═════ MATERIAL SUPPLIED
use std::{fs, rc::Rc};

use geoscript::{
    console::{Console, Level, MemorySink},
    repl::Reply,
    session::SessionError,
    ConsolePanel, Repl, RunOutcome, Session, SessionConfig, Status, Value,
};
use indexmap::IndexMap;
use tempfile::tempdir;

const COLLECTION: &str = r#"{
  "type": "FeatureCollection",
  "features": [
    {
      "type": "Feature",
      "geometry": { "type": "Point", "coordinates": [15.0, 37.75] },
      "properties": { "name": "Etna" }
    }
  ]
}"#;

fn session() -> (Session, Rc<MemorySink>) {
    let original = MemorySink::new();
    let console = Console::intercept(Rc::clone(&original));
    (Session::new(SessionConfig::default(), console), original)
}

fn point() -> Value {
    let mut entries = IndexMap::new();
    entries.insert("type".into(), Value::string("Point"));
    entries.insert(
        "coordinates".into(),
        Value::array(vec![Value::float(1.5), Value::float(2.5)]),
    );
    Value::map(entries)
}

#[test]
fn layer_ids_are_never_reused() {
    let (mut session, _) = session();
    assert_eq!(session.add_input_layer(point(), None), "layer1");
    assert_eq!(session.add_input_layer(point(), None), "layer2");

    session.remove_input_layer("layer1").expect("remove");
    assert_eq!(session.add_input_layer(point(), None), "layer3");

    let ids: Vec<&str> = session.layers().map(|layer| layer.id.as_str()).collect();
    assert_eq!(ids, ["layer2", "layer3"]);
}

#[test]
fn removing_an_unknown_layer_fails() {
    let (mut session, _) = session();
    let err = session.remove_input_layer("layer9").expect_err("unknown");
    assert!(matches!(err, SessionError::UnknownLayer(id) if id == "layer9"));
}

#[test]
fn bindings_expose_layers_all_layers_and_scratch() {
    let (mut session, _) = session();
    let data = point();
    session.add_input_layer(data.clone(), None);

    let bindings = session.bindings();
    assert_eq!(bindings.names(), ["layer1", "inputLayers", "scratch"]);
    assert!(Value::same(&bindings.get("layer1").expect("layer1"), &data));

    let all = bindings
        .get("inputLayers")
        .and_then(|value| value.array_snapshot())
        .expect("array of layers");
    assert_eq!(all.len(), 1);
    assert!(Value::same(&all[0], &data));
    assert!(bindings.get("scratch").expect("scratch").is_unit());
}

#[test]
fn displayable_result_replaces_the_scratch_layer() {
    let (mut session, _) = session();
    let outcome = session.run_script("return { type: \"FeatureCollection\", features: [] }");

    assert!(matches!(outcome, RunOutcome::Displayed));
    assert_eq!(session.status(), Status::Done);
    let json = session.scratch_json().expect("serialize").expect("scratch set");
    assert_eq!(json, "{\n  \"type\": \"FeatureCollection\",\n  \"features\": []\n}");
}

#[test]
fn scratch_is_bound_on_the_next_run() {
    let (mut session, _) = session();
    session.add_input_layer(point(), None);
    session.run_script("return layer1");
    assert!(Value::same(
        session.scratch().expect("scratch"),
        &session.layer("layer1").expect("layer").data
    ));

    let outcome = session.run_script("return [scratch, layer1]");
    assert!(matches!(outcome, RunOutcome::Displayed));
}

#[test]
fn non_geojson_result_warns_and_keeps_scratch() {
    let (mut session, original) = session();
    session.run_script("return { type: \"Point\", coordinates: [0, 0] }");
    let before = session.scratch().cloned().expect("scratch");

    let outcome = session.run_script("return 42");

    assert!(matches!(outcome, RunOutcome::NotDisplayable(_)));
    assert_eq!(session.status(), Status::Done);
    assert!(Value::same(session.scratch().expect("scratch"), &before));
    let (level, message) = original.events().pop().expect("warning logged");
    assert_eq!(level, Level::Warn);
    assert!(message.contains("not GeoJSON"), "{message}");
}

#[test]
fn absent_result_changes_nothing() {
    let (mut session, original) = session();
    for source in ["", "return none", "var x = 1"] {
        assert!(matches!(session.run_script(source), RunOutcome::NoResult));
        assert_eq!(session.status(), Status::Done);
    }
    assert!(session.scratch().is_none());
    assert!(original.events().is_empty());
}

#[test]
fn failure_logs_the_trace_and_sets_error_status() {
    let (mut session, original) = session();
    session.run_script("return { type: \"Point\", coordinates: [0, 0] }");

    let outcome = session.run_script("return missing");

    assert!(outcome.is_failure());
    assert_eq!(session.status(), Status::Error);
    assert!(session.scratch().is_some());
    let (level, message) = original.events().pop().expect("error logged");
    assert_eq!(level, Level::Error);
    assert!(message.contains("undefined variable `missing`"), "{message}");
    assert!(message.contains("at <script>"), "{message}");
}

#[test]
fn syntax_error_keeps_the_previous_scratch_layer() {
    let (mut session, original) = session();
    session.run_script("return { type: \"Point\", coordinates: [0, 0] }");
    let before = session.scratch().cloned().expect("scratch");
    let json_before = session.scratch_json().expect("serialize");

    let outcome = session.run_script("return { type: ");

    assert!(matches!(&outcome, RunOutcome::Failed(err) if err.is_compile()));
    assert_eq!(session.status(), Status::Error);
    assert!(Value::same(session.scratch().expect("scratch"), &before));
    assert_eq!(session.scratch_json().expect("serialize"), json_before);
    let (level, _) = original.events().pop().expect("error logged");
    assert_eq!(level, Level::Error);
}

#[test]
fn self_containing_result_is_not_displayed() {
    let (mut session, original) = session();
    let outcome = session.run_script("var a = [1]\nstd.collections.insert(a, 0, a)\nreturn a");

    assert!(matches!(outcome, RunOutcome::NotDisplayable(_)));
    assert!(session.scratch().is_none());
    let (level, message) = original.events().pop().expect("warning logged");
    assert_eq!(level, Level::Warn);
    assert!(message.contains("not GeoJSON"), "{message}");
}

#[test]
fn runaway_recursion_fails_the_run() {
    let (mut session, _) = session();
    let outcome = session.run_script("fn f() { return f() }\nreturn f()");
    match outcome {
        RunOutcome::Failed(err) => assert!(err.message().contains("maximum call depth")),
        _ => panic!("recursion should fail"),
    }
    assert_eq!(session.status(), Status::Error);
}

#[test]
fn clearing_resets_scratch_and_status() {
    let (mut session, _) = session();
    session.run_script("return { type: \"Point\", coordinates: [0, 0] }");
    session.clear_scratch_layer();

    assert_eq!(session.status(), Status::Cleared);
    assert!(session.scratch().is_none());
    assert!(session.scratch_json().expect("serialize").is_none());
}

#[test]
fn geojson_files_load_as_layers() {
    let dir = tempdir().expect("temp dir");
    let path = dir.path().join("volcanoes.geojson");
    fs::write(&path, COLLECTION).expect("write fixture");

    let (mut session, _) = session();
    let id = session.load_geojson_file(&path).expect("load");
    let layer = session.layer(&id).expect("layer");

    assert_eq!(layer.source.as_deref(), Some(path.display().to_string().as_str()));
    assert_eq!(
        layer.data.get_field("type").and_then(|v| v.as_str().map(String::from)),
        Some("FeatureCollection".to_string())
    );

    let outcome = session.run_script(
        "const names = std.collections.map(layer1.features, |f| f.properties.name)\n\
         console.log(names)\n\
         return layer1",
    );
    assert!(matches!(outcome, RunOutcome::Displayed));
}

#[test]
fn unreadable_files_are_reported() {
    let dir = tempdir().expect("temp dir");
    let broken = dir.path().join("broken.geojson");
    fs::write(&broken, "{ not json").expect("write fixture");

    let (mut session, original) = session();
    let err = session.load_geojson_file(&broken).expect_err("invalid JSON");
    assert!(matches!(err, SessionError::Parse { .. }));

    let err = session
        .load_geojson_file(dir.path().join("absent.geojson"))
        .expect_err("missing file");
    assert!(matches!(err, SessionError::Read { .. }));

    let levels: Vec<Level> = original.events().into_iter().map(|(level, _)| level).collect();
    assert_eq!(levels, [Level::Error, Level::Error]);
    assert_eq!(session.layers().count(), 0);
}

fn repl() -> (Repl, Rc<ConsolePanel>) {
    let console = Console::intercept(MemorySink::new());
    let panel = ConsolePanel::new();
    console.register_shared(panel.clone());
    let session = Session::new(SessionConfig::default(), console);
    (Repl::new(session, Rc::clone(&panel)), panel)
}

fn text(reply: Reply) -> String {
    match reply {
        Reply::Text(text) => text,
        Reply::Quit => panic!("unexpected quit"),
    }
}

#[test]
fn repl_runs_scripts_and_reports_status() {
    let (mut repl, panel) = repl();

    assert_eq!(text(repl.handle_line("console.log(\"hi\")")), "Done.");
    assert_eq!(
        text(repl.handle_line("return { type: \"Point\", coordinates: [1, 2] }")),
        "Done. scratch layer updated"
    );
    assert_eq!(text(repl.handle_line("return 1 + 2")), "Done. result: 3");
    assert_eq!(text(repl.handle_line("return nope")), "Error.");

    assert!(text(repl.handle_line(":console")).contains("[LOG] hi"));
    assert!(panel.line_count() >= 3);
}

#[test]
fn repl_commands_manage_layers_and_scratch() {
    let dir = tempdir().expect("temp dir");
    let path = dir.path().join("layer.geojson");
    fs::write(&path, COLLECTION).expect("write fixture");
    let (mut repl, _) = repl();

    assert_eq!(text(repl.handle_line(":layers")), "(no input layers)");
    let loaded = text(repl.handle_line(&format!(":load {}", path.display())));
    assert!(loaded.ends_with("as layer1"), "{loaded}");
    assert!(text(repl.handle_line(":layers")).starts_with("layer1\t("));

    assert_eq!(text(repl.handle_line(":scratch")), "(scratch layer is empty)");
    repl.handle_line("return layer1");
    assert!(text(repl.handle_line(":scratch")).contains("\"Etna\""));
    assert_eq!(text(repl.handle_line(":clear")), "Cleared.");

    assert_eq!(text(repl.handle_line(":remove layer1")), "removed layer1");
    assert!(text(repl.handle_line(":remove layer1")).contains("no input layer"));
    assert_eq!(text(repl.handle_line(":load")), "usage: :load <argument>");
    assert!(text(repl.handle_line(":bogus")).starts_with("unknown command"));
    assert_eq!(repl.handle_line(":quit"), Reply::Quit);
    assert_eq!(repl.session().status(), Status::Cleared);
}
══════════
═════ MATERIAL SUPPLIED
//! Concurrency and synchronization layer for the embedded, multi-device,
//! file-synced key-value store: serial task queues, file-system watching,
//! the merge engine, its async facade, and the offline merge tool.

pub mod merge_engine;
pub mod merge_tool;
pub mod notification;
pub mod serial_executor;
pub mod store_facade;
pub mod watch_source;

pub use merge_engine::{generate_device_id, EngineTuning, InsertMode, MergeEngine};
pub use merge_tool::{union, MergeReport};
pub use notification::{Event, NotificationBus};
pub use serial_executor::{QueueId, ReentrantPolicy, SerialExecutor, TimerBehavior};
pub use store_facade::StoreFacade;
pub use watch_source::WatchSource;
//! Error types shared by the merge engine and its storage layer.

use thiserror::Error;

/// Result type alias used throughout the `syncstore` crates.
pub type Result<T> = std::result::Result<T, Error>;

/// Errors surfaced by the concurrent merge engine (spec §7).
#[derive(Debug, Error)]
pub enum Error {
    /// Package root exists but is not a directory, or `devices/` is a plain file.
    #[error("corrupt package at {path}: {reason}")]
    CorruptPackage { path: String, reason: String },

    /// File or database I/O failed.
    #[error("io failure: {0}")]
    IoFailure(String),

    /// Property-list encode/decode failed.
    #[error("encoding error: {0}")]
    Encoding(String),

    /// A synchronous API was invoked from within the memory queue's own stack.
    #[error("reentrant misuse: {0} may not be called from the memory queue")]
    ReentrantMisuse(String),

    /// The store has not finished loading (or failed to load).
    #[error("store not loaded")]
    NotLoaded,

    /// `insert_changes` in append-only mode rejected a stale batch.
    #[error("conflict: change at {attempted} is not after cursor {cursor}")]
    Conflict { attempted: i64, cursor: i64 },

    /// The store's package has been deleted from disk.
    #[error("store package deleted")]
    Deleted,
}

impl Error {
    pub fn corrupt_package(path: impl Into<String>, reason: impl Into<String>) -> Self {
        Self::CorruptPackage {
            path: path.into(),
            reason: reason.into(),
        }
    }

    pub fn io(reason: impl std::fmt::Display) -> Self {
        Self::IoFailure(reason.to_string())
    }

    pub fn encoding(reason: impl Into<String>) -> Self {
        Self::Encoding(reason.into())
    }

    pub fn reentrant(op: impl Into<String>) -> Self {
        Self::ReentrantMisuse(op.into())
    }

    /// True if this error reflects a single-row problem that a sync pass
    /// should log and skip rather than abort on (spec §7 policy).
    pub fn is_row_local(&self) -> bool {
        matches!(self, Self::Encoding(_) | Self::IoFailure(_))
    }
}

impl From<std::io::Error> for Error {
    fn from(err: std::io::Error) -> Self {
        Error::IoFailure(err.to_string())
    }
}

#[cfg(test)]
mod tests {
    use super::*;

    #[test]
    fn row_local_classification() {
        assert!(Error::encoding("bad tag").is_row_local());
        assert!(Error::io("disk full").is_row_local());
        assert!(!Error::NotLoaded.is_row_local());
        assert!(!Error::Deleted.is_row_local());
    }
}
══════════
- **WORK INSTRUCTION**
Provide the count of lines above that contain "collections", without any other words.

- **SOLUTION**
2